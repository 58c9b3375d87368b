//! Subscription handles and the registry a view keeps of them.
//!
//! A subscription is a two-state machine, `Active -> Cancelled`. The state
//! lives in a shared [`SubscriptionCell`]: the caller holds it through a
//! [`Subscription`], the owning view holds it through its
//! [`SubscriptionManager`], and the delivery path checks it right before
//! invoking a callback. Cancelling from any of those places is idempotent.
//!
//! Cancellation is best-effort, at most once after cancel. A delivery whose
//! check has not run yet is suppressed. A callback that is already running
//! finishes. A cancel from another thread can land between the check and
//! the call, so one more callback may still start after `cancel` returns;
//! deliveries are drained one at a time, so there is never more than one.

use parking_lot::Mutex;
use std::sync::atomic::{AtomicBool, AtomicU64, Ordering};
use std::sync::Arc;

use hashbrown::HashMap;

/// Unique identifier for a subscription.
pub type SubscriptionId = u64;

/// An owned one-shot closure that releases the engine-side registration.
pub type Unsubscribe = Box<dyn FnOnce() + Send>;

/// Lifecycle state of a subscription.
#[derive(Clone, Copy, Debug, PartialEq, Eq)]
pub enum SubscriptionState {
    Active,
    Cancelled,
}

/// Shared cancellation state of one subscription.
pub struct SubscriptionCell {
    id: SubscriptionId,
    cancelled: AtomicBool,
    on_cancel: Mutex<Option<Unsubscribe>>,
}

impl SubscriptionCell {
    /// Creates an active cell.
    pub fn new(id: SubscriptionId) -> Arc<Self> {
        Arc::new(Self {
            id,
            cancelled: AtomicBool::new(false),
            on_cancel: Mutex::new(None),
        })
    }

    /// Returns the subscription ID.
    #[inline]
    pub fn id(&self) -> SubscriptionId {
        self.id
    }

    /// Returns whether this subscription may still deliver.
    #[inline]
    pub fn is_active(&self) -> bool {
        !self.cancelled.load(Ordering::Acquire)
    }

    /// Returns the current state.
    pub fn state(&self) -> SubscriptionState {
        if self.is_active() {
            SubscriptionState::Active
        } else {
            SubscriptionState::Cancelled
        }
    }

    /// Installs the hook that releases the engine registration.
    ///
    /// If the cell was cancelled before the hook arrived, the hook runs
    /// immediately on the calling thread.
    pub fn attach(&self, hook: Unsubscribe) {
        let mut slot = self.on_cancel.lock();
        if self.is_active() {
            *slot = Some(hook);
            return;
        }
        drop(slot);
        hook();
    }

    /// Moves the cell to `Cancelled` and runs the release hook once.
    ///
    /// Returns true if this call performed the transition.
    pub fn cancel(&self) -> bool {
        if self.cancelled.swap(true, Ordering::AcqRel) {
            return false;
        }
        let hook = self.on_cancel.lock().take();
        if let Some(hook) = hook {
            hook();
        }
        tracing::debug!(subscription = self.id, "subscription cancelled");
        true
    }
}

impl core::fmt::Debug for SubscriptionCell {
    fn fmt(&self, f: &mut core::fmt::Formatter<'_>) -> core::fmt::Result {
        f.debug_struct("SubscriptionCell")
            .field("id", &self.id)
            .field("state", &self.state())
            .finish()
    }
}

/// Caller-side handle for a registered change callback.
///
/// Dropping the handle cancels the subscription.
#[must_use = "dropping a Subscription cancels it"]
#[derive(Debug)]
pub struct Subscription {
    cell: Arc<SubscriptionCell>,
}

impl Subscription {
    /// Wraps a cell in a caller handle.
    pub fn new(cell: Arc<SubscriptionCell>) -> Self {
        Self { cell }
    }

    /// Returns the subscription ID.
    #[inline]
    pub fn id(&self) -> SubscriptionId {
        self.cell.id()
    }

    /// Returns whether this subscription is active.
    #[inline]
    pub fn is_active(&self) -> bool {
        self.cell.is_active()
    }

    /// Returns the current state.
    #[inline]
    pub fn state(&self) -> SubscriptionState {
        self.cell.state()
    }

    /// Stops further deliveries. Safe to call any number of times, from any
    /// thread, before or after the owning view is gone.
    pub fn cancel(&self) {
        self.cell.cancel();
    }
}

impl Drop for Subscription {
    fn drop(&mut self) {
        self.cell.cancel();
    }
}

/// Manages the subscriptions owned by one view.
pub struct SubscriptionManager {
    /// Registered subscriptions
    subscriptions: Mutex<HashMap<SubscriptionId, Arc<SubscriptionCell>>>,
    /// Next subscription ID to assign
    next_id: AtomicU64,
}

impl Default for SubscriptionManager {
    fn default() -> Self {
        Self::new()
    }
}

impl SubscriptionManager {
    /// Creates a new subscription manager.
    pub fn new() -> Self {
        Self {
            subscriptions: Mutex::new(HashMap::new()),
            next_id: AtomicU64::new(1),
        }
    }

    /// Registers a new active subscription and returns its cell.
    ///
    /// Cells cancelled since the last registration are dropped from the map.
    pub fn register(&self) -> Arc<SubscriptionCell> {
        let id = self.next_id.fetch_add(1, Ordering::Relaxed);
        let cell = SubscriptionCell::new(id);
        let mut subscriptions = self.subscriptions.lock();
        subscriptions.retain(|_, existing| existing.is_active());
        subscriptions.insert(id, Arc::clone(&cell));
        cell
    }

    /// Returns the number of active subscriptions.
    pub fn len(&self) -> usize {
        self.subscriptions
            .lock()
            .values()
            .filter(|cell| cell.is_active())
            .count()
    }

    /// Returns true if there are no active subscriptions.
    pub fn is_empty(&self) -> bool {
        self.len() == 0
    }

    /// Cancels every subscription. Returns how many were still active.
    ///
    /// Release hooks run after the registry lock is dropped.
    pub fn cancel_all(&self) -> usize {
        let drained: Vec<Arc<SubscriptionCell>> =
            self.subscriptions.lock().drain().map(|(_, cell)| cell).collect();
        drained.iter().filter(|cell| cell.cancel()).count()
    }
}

WHAT TO WORK ON — Each line that includes the string "impl" should be copied from the data.

EXERCISE SOLUTION —
impl SubscriptionCell {
impl core::fmt::Debug for SubscriptionCell {
impl Subscription {
impl Drop for Subscription {
impl Default for SubscriptionManager {
impl SubscriptionManager {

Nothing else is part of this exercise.